Contactée par l'AFP, Sophie Vénétitay, secrétaire générale du Snes-FSU, estime que "jusqu'ici, il n'était pas du tout question pour le gouvernement de lever ce secret médical sur la vaccination en milieu scolaire, on est donc surpris d'apprendre que ça sort maintenant".
Les infirmières de l'Éducation nationale (SNICS) alertent sur twitter d'un potentiel “fichage du statut vaccinal des élèves“, et dénoncent “la politique du tout sécuritaire (qui) risque de stigmatiser les élèves et provoquer des tensions entre vaccinés et non vaccinés. Ils n'ont pas besoin d'être pointés du doigt mais écoutés."
"Il n'est pas question que le secret médical soit levé", assène la co-présidente de la FCPE Nageate Belahcen à Ouest France. "De deux choses l'une, ajoute-t-elle, soit le gouvernement se décide enfin à faire voter une loi qui rend obligatoire le vaccin, et la FCPE n'est ni pour ni contre, soit il reste sur sa position actuelle, et alors il n'y a aucune raison de stigmatiser des parents qui font le choix de ne pas vacciner leurs enfants".
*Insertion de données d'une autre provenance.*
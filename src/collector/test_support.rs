//! Fakes shared by the collector unit tests.

use super::context::CollectorContext;
use super::metrics::CollectorMetrics;
use super::pacing::PacingController;
use crate::config::CollectorSettings;
use crate::problem_store::{Problem, ProblemCategory, SqliteProblemStore};
use crate::sources::{
    DetailSource, FetchError, MetadataSource, ProblemDetail, ProblemMetadata,
};
use crate::status_store::{InMemoryJobStatusStore, JobStatusStore};
use anyhow::{bail, Result};
use async_trait::async_trait;
use std::collections::HashMap;
use std::sync::atomic::{AtomicUsize, Ordering};
use std::sync::{Arc, Mutex};
use std::time::Duration;
use tempfile::TempDir;

pub fn metadata(problem_id: u32, tags: &[&str]) -> ProblemMetadata {
    ProblemMetadata {
        problem_id,
        title: format!("Problem {}", problem_id),
        level: 3,
        accepted_user_count: 100,
        average_tries: 1.5,
        tags: tags.iter().map(|t| t.to_string()).collect(),
    }
}

pub fn detail(problem_id: u32, tags: &[&str]) -> ProblemDetail {
    ProblemDetail {
        problem_id,
        description: format!("Statement of {}", problem_id),
        input_description: "input".to_string(),
        output_description: "output".to_string(),
        tags: tags.iter().map(|t| t.to_string()).collect(),
    }
}

pub fn stored_problem(problem_id: u32) -> Problem {
    Problem {
        problem_id,
        title: format!("Stored {}", problem_id),
        level: 1,
        accepted_user_count: 10,
        average_tries: 2.0,
        tags: vec![],
        category: ProblemCategory::Other,
        description: None,
        input_description: None,
        output_description: None,
        updated_at: 0,
    }
}

/// Metadata source answering from a fixed table. Unknown ids are NotFound.
#[derive(Default)]
pub struct FakeMetadataSource {
    responses: HashMap<u32, Result<ProblemMetadata, FetchError>>,
    calls: Mutex<Vec<u32>>,
}

impl FakeMetadataSource {
    pub fn with_problem(mut self, problem_id: u32, tags: &[&str]) -> Self {
        self.responses
            .insert(problem_id, Ok(metadata(problem_id, tags)));
        self
    }

    pub fn with_error(mut self, problem_id: u32, error: FetchError) -> Self {
        self.responses.insert(problem_id, Err(error));
        self
    }

    pub fn calls(&self) -> Vec<u32> {
        self.calls.lock().unwrap().clone()
    }
}

#[async_trait]
impl MetadataSource for FakeMetadataSource {
    async fn fetch(&self, problem_id: u32) -> Result<ProblemMetadata, FetchError> {
        self.calls.lock().unwrap().push(problem_id);
        self.responses
            .get(&problem_id)
            .cloned()
            .unwrap_or(Err(FetchError::NotFound))
    }
}

#[derive(Default)]
pub struct FakeDetailSource {
    responses: HashMap<u32, Result<ProblemDetail, FetchError>>,
    calls: Mutex<Vec<u32>>,
}

impl FakeDetailSource {
    pub fn with_detail(mut self, problem_id: u32, tags: &[&str]) -> Self {
        self.responses.insert(problem_id, Ok(detail(problem_id, tags)));
        self
    }

    pub fn with_error(mut self, problem_id: u32, error: FetchError) -> Self {
        self.responses.insert(problem_id, Err(error));
        self
    }

    pub fn calls(&self) -> Vec<u32> {
        self.calls.lock().unwrap().clone()
    }
}

#[async_trait]
impl DetailSource for FakeDetailSource {
    async fn fetch(&self, problem_id: u32) -> Result<ProblemDetail, FetchError> {
        self.calls.lock().unwrap().push(problem_id);
        self.responses
            .get(&problem_id)
            .cloned()
            .unwrap_or(Err(FetchError::NotFound))
    }
}

/// In-memory status store that counts writes and starts failing after a
/// given number of them.
#[derive(Default)]
pub struct FlakyStatusStore {
    inner: InMemoryJobStatusStore,
    writes: AtomicUsize,
    fail_after: Option<usize>,
}

impl FlakyStatusStore {
    pub fn failing_after(writes: usize) -> Self {
        Self {
            fail_after: Some(writes),
            ..Default::default()
        }
    }

    pub fn writes(&self) -> usize {
        self.writes.load(Ordering::SeqCst)
    }
}

impl JobStatusStore for FlakyStatusStore {
    fn set(&self, key: &str, value: &str, ttl: Duration) -> Result<()> {
        let previous = self.writes.fetch_add(1, Ordering::SeqCst);
        if self.fail_after.is_some_and(|limit| previous >= limit) {
            bail!("status store unreachable");
        }
        self.inner.set(key, value, ttl)
    }

    fn get(&self, key: &str) -> Result<Option<String>> {
        self.inner.get(key)
    }

    fn purge_expired(&self) -> Result<usize> {
        self.inner.purge_expired()
    }
}

pub struct TestContext {
    pub ctx: CollectorContext,
    pub problem_store: Arc<SqliteProblemStore>,
    pub metadata: Arc<FakeMetadataSource>,
    pub detail: Arc<FakeDetailSource>,
    _temp_dir: TempDir,
}

pub fn test_context(metadata: FakeMetadataSource, detail: FakeDetailSource) -> TestContext {
    test_context_with_status_store(metadata, detail, Arc::new(InMemoryJobStatusStore::new()))
}

pub fn test_context_with_status_store(
    metadata: FakeMetadataSource,
    detail: FakeDetailSource,
    status_store: Arc<dyn JobStatusStore>,
) -> TestContext {
    let temp_dir = TempDir::new().unwrap();
    let problem_store = Arc::new(SqliteProblemStore::new(temp_dir.path().join("problems.db")).unwrap());
    let metadata = Arc::new(metadata);
    let detail = Arc::new(detail);

    let ctx = CollectorContext::new(
        status_store,
        problem_store.clone(),
        metadata.clone(),
        detail.clone(),
        Arc::new(CollectorMetrics::new().unwrap()),
        CollectorSettings::default(),
    )
    .with_pacing(PacingController::disabled());

    TestContext {
        ctx,
        problem_store,
        metadata,
        detail,
        _temp_dir: temp_dir,
    }
}
//! Shared constants for end-to-end tests

#![allow(dead_code)]

pub const SERVER_READY_TIMEOUT_MS: u64 = 5000;
pub const SERVER_READY_POLL_INTERVAL_MS: u64 = 10;
pub const REQUEST_TIMEOUT_SECS: u64 = 10;
pub const JOB_FINISH_TIMEOUT_MS: u64 = 5000;

/// Problems known to the fake metadata API.
pub const PROBLEM_GRAPH_ID: u32 = 1000;
pub const PROBLEM_GRAPH_TITLE: &str = "Shortest Route";
pub const PROBLEM_DP_ID: u32 = 1002;
pub const PROBLEM_DP_TITLE: &str = "Stair Climbing";

/// Present in no source: the metadata API answers 404 for it.
pub const MISSING_PROBLEM_ID: u32 = 1001;

/// Known to the metadata API but without tags, so only the statement page can classify it.
pub const UNTAGGED_PROBLEM_ID: u32 = 1003;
De son côté, Guislaine David, secrétaire générale du SNUIPP-FSU, a répondu au Parisien qu' "il faut aller vite quand un enfant est positif. Or, on ne sait pas qui est positif : certains parents n'informent pas de la positivité de leur enfant". Pour elle cela simplifierait le travail des professeurs car “certes, l'Agence régionale de santé transmet le nombre de cas, mais pas le nom, et certains reviennent en classe, même s'ils sont malades“.
Pour leur part, les parents de la PEEP "ne peuvent pas entendre que n’importe qui ait accès aux données médicales des élèves", elle est opposée à ce texte "en l'état" et "souhaite que seuls les personnels médicaux de ces établissements, de l'inspection académique ou du rectorat soient en charge de collecter ces informations auprès de l’ARS si le texte est adopté".